* _ABOUT THIS EXERCISE_: Below are the records; copy each line in which "PlatformParts" can be found.

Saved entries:
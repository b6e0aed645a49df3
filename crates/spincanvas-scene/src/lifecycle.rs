//! Mount/unmount lifecycle of a scene canvas
//!
//! ```text
//! Unmounted -> Mounting -> Mounted -> Unmounting -> Unmounted
//! ```
//!
//! Mount configures and attaches the surface, places camera and light,
//! starts the asset load, subscribes to resizes and finally starts the render
//! loop. Unmount reverses that: stop the loop, unsubscribe, cancel the
//! pending load, detach, release geometry and dispose the surface. A canvas
//! is mounted at most once.

use tracing::{debug, info, warn};

use crate::clock::TimeSource;
use crate::config::CanvasConfig;
use crate::context::CanvasContext;
use crate::diagnostics::DiagnosticsSink;
use crate::error::{AssetLoadFailure, LifecycleError, LoadError};
use crate::loader::{AssetLoader, CancellationToken, LoadRequest, LoadTicket, LoadedAsset};
use crate::material::MaterialOverridePass;
use crate::render_loop::{FrameScheduler, RenderLoop, TickOutcome};
use crate::scene::FragmentId;
use crate::surface::{RenderSurface, SurfaceConfig};
use crate::viewport::{HostWindow, Viewport, ViewportBinding};

/// The set of collaborators a platform provides
pub trait Platform {
    type Surface: RenderSurface;
    type Window: HostWindow;
    type Scheduler: FrameScheduler;
    type Loader: AssetLoader;
    type Time: TimeSource;
}

/// Concrete collaborators handed to [`SceneCanvas::new`]
pub struct PlatformParts<P: Platform> {
    pub surface: P::Surface,
    pub window: P::Window,
    pub scheduler: P::Scheduler,
    pub loader: P::Loader,
    pub time: P::Time,
    pub diagnostics: Box<dyn DiagnosticsSink>,
}

#[derive(Debug, Clone, Copy, PartialEq, Eq)]
pub enum MountState {
    Unmounted,
    Mounting,
    Mounted,
    Unmounting,
}

/// Result of delivering a load completion
#[derive(Debug, Clone, Copy, PartialEq, Eq)]
pub enum LoadOutcome {
    /// The prepared fragment joined the scene
    Added { fragment: FragmentId, animated: bool },
    /// The load failed and was reported to diagnostics
    Failed,
    /// The canvas was torn down before the load finished
    Discarded,
}

pub struct SceneCanvas<P: Platform> {
    config: CanvasConfig,
    state: MountState,
    disposed: bool,
    render_loop: RenderLoop<P::Scheduler>,
    viewport: ViewportBinding<P::Window>,
    loader: P::Loader,
    diagnostics: Box<dyn DiagnosticsSink>,
    /// Surface and time source waiting for mount
    parked: Option<(P::Surface, P::Time)>,
    context: Option<CanvasContext<P::Surface, P::Time>>,
    cancel: Option<CancellationToken>,
    next_ticket: u64,
    materials: MaterialOverridePass,
}

impl<P: Platform> SceneCanvas<P> {
    pub fn new(config: CanvasConfig, parts: PlatformParts<P>) -> Self {
        let materials = config.wireframe_pass();
        Self {
            config,
            state: MountState::Unmounted,
            disposed: false,
            render_loop: RenderLoop::new(parts.scheduler),
            viewport: ViewportBinding::new(parts.window),
            loader: parts.loader,
            diagnostics: parts.diagnostics,
            parked: Some((parts.surface, parts.time)),
            context: None,
            cancel: None,
            next_ticket: 0,
            materials,
        }
    }

    pub fn state(&self) -> MountState {
        self.state
    }

    pub fn is_mounted(&self) -> bool {
        self.state == MountState::Mounted
    }

    pub fn config(&self) -> &CanvasConfig {
        &self.config
    }

    /// Live state while mounted
    pub fn context(&self) -> Option<&CanvasContext<P::Surface, P::Time>> {
        self.context.as_ref()
    }

    pub fn render_loop(&self) -> &RenderLoop<P::Scheduler> {
        &self.render_loop
    }

    pub fn viewport(&self) -> &ViewportBinding<P::Window> {
        &self.viewport
    }

    pub fn mount(&mut self) -> Result<(), LifecycleError> {
        match self.state {
            MountState::Unmounted if !self.disposed => {}
            MountState::Unmounted => {
                warn!("Mount requested on a disposed canvas");
                return Err(LifecycleError::Disposed);
            }
            state => {
                warn!(?state, "Mount requested on a mounted canvas");
                return Err(LifecycleError::AlreadyMounted);
            }
        }
        let Some((mut surface, time)) = self.parked.take() else {
            return Err(LifecycleError::Disposed);
        };
        self.state = MountState::Mounting;

        let viewport = self.viewport.viewport();
        surface.configure(&SurfaceConfig {
            width: viewport.width,
            height: viewport.height,
            pixel_ratio: viewport.pixel_ratio,
            clear_color: self.config.clear_color(),
        });
        if let Err(err) = surface.attach() {
            warn!(error = %err, "Failed to attach render surface");
            self.parked = Some((surface, time));
            self.state = MountState::Unmounted;
            return Err(err.into());
        }

        let aspect = if viewport.height > 0 {
            viewport.width as f32 / viewport.height as f32
        } else {
            1.0
        };
        let mut ctx = CanvasContext::new(surface, time, self.config.camera(aspect), self.config.clear_color());
        ctx.scene.set_light(self.config.light());
        ctx.glow = self.config.glow_overlay();
        self.context = Some(ctx);

        let token = CancellationToken::new();
        self.next_ticket += 1;
        let path = self.config.asset.path.clone();
        let ticket = LoadTicket {
            id: self.next_ticket,
            path: path.clone(),
            token: token.clone(),
        };
        self.cancel = Some(token);
        self.loader.start(LoadRequest { path: path.clone(), ticket });

        self.viewport.bind();
        self.render_loop.start();
        self.state = MountState::Mounted;
        info!(
            path = %path,
            width = viewport.width,
            height = viewport.height,
            pixel_ratio = viewport.pixel_ratio,
            "Scene canvas mounted"
        );
        Ok(())
    }

    /// Tear everything down; a no-op unless mounted
    pub fn unmount(&mut self) {
        if self.state != MountState::Mounted {
            warn!(state = ?self.state, "Unmount requested on a canvas that is not mounted");
            return;
        }
        self.state = MountState::Unmounting;

        self.render_loop.stop();
        self.viewport.unbind();
        if let Some(token) = self.cancel.take() {
            token.cancel();
        }
        if let Some(mut ctx) = self.context.take() {
            ctx.surface.detach();
            ctx.release();
        }

        self.disposed = true;
        self.state = MountState::Unmounted;
        info!(frames = self.render_loop.frames(), "Scene canvas unmounted");
    }

    /// Deliver the result of the load started at mount
    pub fn complete_load(&mut self, ticket: LoadTicket, result: Result<LoadedAsset, LoadError>) -> LoadOutcome {
        if ticket.token.is_cancelled() || self.state != MountState::Mounted {
            debug!(path = %ticket.path, ticket = ticket.id, "Discarding load completion after teardown");
            return LoadOutcome::Discarded;
        }
        let Some(ctx) = self.context.as_mut() else {
            debug!(path = %ticket.path, ticket = ticket.id, "Discarding load completion without context");
            return LoadOutcome::Discarded;
        };

        match result {
            Ok(asset) => {
                let prepared = asset.prepare(&self.materials);
                let overridden = prepared.overridden();
                let offset = prepared.offset().unwrap_or_default();
                let (fragment, clips) = prepared.into_parts();
                let clip_count = clips.len();

                let id = ctx.scene.insert(ticket.path.as_str(), fragment);
                let animated = ctx.animations.register(id, clips);
                info!(
                    path = %ticket.path,
                    overridden,
                    clips = clip_count,
                    offset = ?offset,
                    "Model loaded"
                );
                LoadOutcome::Added { fragment: id, animated }
            }
            Err(error) => {
                let failure = AssetLoadFailure {
                    path: ticket.path,
                    error,
                };
                self.diagnostics.report_load_failure(&failure);
                LoadOutcome::Failed
            }
        }
    }

    /// Handle a host-window resize notification
    pub fn on_resize(&mut self) -> Option<Viewport> {
        if self.state != MountState::Mounted {
            debug!("Ignoring resize on an unmounted canvas");
            return None;
        }
        let ctx = self.context.as_mut()?;
        self.viewport.handle_resize(ctx)
    }

    /// Run one render-loop tick
    pub fn tick(&mut self) -> TickOutcome {
        match self.context.as_mut() {
            Some(ctx) => self.render_loop.tick(ctx),
            None => TickOutcome::Idle,
        }
    }
}

impl<P: Platform> Drop for SceneCanvas<P> {
    fn drop(&mut self) {
        if self.state == MountState::Mounted {
            self.unmount();
        }
    }
}
//! `requestAnimationFrame` driven frame scheduler

use std::cell::{Cell, RefCell};
use std::rc::{Rc, Weak};

use spincanvas_scene::FrameScheduler;
use wasm_bindgen::prelude::*;
use wasm_bindgen::JsCast;

use crate::events::{dispatch, CanvasLink};

struct FrameLoop {
    window: web_sys::Window,
    running: Cell<bool>,
    /// Id of the pending animation frame request
    handle: Cell<Option<i32>>,
    callback: RefCell<Option<Closure<dyn FnMut(f64)>>>,
}

impl FrameLoop {
    fn request(&self) {
        let callback = self.callback.borrow();
        let Some(callback) = callback.as_ref() else {
            return;
        };
        match self.window.request_animation_frame(callback.as_ref().unchecked_ref()) {
            Ok(id) => self.handle.set(Some(id)),
            Err(e) => tracing::error!("requestAnimationFrame failed: {:?}", e),
        }
    }

    fn cancel(&self) {
        if let Some(id) = self.handle.take() {
            let _ = self.window.cancel_animation_frame(id);
        }
    }
}

/// Re-requests a frame after every tick until stopped
pub struct AnimationFrameLoop {
    inner: Rc<FrameLoop>,
}

impl AnimationFrameLoop {
    pub fn new(window: web_sys::Window, link: CanvasLink) -> Self {
        let inner = Rc::new(FrameLoop {
            window,
            running: Cell::new(false),
            handle: Cell::new(None),
            callback: RefCell::new(None),
        });

        let weak: Weak<FrameLoop> = Rc::downgrade(&inner);
        let callback = Closure::wrap(Box::new(move |_timestamp: f64| {
            let Some(frame_loop) = weak.upgrade() else {
                return;
            };
            frame_loop.handle.set(None);
            if !frame_loop.running.get() {
                return;
            }
            dispatch(&link, "frame", |canvas| canvas.on_frame());
            // Stopping during the tick prevents the next request
            if frame_loop.running.get() {
                frame_loop.request();
            }
        }) as Box<dyn FnMut(f64)>);
        *inner.callback.borrow_mut() = Some(callback);

        Self { inner }
    }
}

impl FrameScheduler for AnimationFrameLoop {
    fn start(&mut self) {
        if self.inner.running.replace(true) {
            return;
        }
        self.inner.request();
    }

    fn stop(&mut self) {
        self.inner.running.set(false);
        self.inner.cancel();
    }
}

impl Drop for AnimationFrameLoop {
    fn drop(&mut self) {
        self.inner.running.set(false);
        self.inner.cancel();
        self.inner.callback.borrow_mut().take();
    }
}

* _EXERCISE ANSWER_:
pub struct PlatformParts<P: Platform> {
    pub fn new(config: CanvasConfig, parts: PlatformParts<P>) -> Self {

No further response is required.